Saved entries

....

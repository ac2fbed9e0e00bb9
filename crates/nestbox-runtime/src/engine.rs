//! Runtime engine that orchestrates container lifecycle.

use std::io::Write;
use std::sync::atomic::{AtomicBool, Ordering};
use std::time::{Duration, Instant};

use nestbox_common::config::RuntimeConfig;
use nestbox_common::constants::POLL_INTERVAL;
use nestbox_common::error::{NestboxError, Result};
use nestbox_common::types::{ContainerId, ContainerStatus};
use nestbox_core::cgroup::CgroupScope;
use nix::errno::Errno;
use nix::sys::signal::{Signal, kill};
use nix::sys::wait::{WaitPidFlag, WaitStatus, waitpid};
use nix::unistd::Pid;

use crate::container::ContainerRecord;
use crate::logs;
use crate::network::NetworkManager;
use crate::process::{self, Launched, RunRequest};
use crate::state::StateStore;

/// Result of a stop request.
#[derive(Debug, Clone, Copy, PartialEq, Eq)]
pub enum StopOutcome {
    /// The container was running and is now stopped.
    Stopped,
    /// Nothing to do; the container already had this terminal status.
    NotRunning(ContainerStatus),
}

/// The runtime engine that coordinates all container operations.
///
/// Owns the state repository and the host network resources for one
/// runtime configuration.
#[derive(Debug)]
pub struct Engine {
    config: RuntimeConfig,
    store: StateStore,
    network: NetworkManager,
}

impl Engine {
    /// Creates an engine that manages the host network with `ip`/`iptables`.
    ///
    /// # Errors
    ///
    /// Returns an error if the state directories cannot be created.
    pub fn new(config: RuntimeConfig) -> Result<Self> {
        let network = NetworkManager::new(config.network.clone());
        Self::with_network(config, network)
    }

    /// Creates an engine with a custom network manager.
    ///
    /// # Errors
    ///
    /// Returns an error if the state directories cannot be created.
    pub fn with_network(config: RuntimeConfig, network: NetworkManager) -> Result<Self> {
        let store = StateStore::open(&config)?;
        Ok(Self {
            config,
            store,
            network,
        })
    }

    /// Configuration in use.
    #[must_use]
    pub const fn config(&self) -> &RuntimeConfig {
        &self.config
    }

    /// The underlying state repository.
    #[must_use]
    pub const fn store(&self) -> &StateStore {
        &self.store
    }

    /// Starts a container.
    ///
    /// Returns once the command runs inside the container. Foreground
    /// callers then [`wait`](RunningContainer::wait) on the handle; detached
    /// callers just drop it.
    ///
    /// # Errors
    ///
    /// Returns an error if the request is invalid or a fatal setup step
    /// fails.
    pub fn run(&self, request: RunRequest) -> Result<RunningContainer<'_>> {
        let launched = process::start(&self.config, &self.store, &self.network, request)?;
        Ok(RunningContainer {
            engine: self,
            launched,
        })
    }

    /// Marks every `Running` record whose process is gone as `Exited`.
    ///
    /// Returns the ids that were corrected.
    ///
    /// # Errors
    ///
    /// Returns an error if the records cannot be listed.
    pub fn reconcile(&self) -> Result<Vec<ContainerId>> {
        let mut corrected = Vec::new();
        for record in self.store.list()? {
            if !record.is_running() || is_alive(record.pid) {
                continue;
            }
            match self.mark(&record.id, ContainerStatus::Exited) {
                Ok(true) => {
                    tracing::info!(id = %record.id, pid = record.pid, "process gone, marked exited");
                    corrected.push(record.id);
                }
                Ok(false) => {}
                Err(e) => tracing::warn!(id = %record.id, error = %e, "reconciliation failed"),
            }
        }
        Ok(corrected)
    }

    /// Lists all containers, oldest first.
    ///
    /// This is a committing read: it runs [`reconcile`](Self::reconcile)
    /// first, so a listing never reports a dead process as running.
    ///
    /// # Errors
    ///
    /// Returns an error if the records cannot be read.
    pub fn list(&self) -> Result<Vec<ContainerRecord>> {
        let _ = self.reconcile()?;
        self.store.list()
    }

    /// Loads a container record by id or unambiguous prefix.
    ///
    /// # Errors
    ///
    /// Returns an error if the id does not resolve.
    pub fn inspect(&self, id: &str) -> Result<ContainerRecord> {
        self.store.load(id)
    }

    /// Stops a container: SIGTERM, then SIGKILL after the grace period.
    ///
    /// Network and cgroup resources are released and the record is marked
    /// `Stopped`. A container that is not running is left alone.
    ///
    /// # Errors
    ///
    /// Returns an error if the id does not resolve or the record cannot be
    /// updated.
    pub fn stop(&self, id: &str) -> Result<StopOutcome> {
        let record = self.store.load(id)?;
        if !record.is_running() {
            return Ok(StopOutcome::NotRunning(record.status));
        }

        let pid = to_pid(record.pid);
        if is_alive(record.pid)
            && !terminate(pid, self.config.stop_grace_period, || !is_alive(record.pid))
        {
            tracing::warn!(id = %record.id, pid = record.pid, "process still present after SIGKILL");
        }
        self.release_resources(&record);
        let _ = self.mark(&record.id, ContainerStatus::Stopped)?;
        tracing::info!(id = %record.id, "container stopped");
        Ok(StopOutcome::Stopped)
    }

    /// Deletes a container record and its log.
    ///
    /// Leftover network and cgroup resources are released first, in case a
    /// stop was skipped or interrupted.
    ///
    /// # Errors
    ///
    /// Returns [`NestboxError::StillRunning`] if the process is alive, or an
    /// error if the id does not resolve or files cannot be deleted.
    pub fn remove(&self, id: &str) -> Result<ContainerId> {
        let record = self.store.load(id)?;
        if record.is_running() && is_alive(record.pid) {
            return Err(NestboxError::StillRunning {
                id: record.id.short().to_string(),
            });
        }
        self.release_resources(&record);
        self.store.delete(&record.id)?;
        if let Err(e) = logs::remove_log(&record.log_file_path) {
            tracing::warn!(id = %record.id, error = %e, "log file not removed");
        }
        tracing::info!(id = %record.id, "container removed");
        Ok(record.id)
    }

    /// Writes the container's log to `out`.
    ///
    /// # Errors
    ///
    /// Returns an error if the id does not resolve or the log is unreadable.
    pub fn logs(&self, id: &str, out: &mut impl Write) -> Result<u64> {
        let record = self.store.load(id)?;
        logs::copy_logs(&record.log_file_path, out)
    }

    /// Moves a record to a terminal `status`.
    ///
    /// Returns `false` without writing if the record already left
    /// `Running`; the first terminal status wins.
    fn mark(&self, id: &ContainerId, status: ContainerStatus) -> Result<bool> {
        match self.store.update_status(id, status) {
            Ok(_) => Ok(true),
            Err(NestboxError::InvalidInput { message }) => {
                tracing::debug!(id = %id, reason = %message, "status left unchanged");
                Ok(false)
            }
            Err(e) => Err(e),
        }
    }

    fn release_resources(&self, record: &ContainerRecord) {
        self.network
            .release(&self.store, &record.id, record.veth_host_name.as_deref());
        CgroupScope::open(&record.cgroup_path).destroy();
    }
}

/// A started container owned by this process.
#[derive(Debug)]
pub struct RunningContainer<'a> {
    engine: &'a Engine,
    launched: Launched,
}

impl RunningContainer<'_> {
    /// The container's id.
    #[must_use]
    pub const fn id(&self) -> &ContainerId {
        &self.launched.record.id
    }

    /// The record as persisted at startup.
    #[must_use]
    pub const fn record(&self) -> &ContainerRecord {
        &self.launched.record
    }

    /// Waits for the container to exit and cleans up after it.
    ///
    /// When `interrupted` becomes true the container is terminated with the
    /// interrupt grace period and marked `Stopped`; otherwise it ends up
    /// `Exited`. Cleanup runs on both paths. Returns the command's exit code,
    /// `128 + signal` if it was killed.
    ///
    /// # Errors
    ///
    /// Returns an error only if the final status cannot be persisted.
    pub fn wait(mut self, interrupted: &AtomicBool) -> Result<i32> {
        let pid = self.launched.pid;
        let id = self.launched.record.id.clone();
        let mut stopped = false;

        let code = loop {
            match waitpid(pid, Some(WaitPidFlag::WNOHANG)) {
                Ok(WaitStatus::StillAlive) => {
                    if interrupted.load(Ordering::SeqCst) {
                        tracing::info!(id = %id, "interrupted, stopping container");
                        stopped = true;
                        break self.terminate_own(pid);
                    }
                    std::thread::sleep(POLL_INTERVAL);
                }
                Ok(status) => {
                    if let Some(code) = process::exit_code(status) {
                        break Some(code);
                    }
                }
                Err(Errno::EINTR) => {}
                Err(e) => {
                    tracing::warn!(id = %id, error = %e, "lost track of container process");
                    break None;
                }
            }
        };

        self.launched.drain_output();
        self.engine.release_resources(&self.launched.record);
        let final_status = if stopped {
            ContainerStatus::Stopped
        } else {
            ContainerStatus::Exited
        };
        let _ = self.engine.store.update(&id, |r| {
            r.exit_code = code;
            Ok(())
        })?;
        let _ = self.engine.mark(&id, final_status)?;
        tracing::info!(id = %id, code = ?code, status = %final_status, "container finished");
        Ok(code.unwrap_or(1))
    }

    fn terminate_own(&self, pid: Pid) -> Option<i32> {
        let grace = self.engine.config.interrupt_grace_period;
        let mut code = None;
        let gone = terminate(pid, grace, || match waitpid(pid, Some(WaitPidFlag::WNOHANG)) {
            Ok(WaitStatus::StillAlive) => false,
            Ok(status) => {
                code = process::exit_code(status);
                code.is_some()
            }
            Err(_) => true,
        });
        if !gone {
            tracing::warn!(pid = pid.as_raw(), "container init still present after SIGKILL");
        }
        code.or_else(|| process::reap(pid))
    }
}

/// How long to wait for a killed process to disappear before cleanup.
const KILL_SETTLE: Duration = Duration::from_secs(1);

/// Sends SIGTERM, waits up to `grace` for `gone` to report true, then
/// sends SIGKILL and waits up to [`KILL_SETTLE`] more.
///
/// Returns whether the process is gone, so callers do not tear down a
/// cgroup that still holds a dying task.
fn terminate(pid: Pid, grace: Duration, mut gone: impl FnMut() -> bool) -> bool {
    if let Err(e) = kill(pid, Signal::SIGTERM) {
        tracing::debug!(pid = pid.as_raw(), error = %e, "SIGTERM not delivered");
        return true;
    }
    tracing::debug!(pid = pid.as_raw(), "sent SIGTERM");
    if poll_until(grace, &mut gone) {
        return true;
    }
    match kill(pid, Signal::SIGKILL) {
        Ok(()) => tracing::info!(pid = pid.as_raw(), "grace period expired, sent SIGKILL"),
        Err(e) => {
            tracing::debug!(pid = pid.as_raw(), error = %e, "SIGKILL not delivered");
            return true;
        }
    }
    poll_until(KILL_SETTLE, &mut gone)
}

/// Polls `gone` until it reports true or `limit` elapses, checking once
/// more at the deadline.
fn poll_until(limit: Duration, gone: &mut impl FnMut() -> bool) -> bool {
    let deadline = Instant::now() + limit;
    while Instant::now() < deadline {
        if gone() {
            return true;
        }
        std::thread::sleep(POLL_INTERVAL.min(limit));
    }
    gone()
}

/// Whether a process with this PID exists and is not a zombie.
///
/// A permission error still proves existence.
#[must_use]
pub fn is_alive(pid: u32) -> bool {
    if pid == 0 {
        return false;
    }
    match kill(to_pid(pid), None) {
        Ok(()) | Err(Errno::EPERM) => !is_zombie(pid),
        Err(_) => false,
    }
}

fn is_zombie(pid: u32) -> bool {
    std::fs::read_to_string(format!("/proc/{pid}/stat"))
        .ok()
        .and_then(|stat| {
            let (_, after_comm) = stat.rsplit_once(')')?;
            after_comm.split_whitespace().next().map(|state| state == "Z")
        })
        .unwrap_or(false)
}

fn to_pid(pid: u32) -> Pid {
    Pid::from_raw(i32::try_from(pid).unwrap_or(i32::MAX))
}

....

*What the task asks*. The expected answer is a copy of every line in the entries that holds the word "persisted".

*Answer space*.
    /// The record as persisted at startup.
    /// Returns an error only if the final status cannot be persisted.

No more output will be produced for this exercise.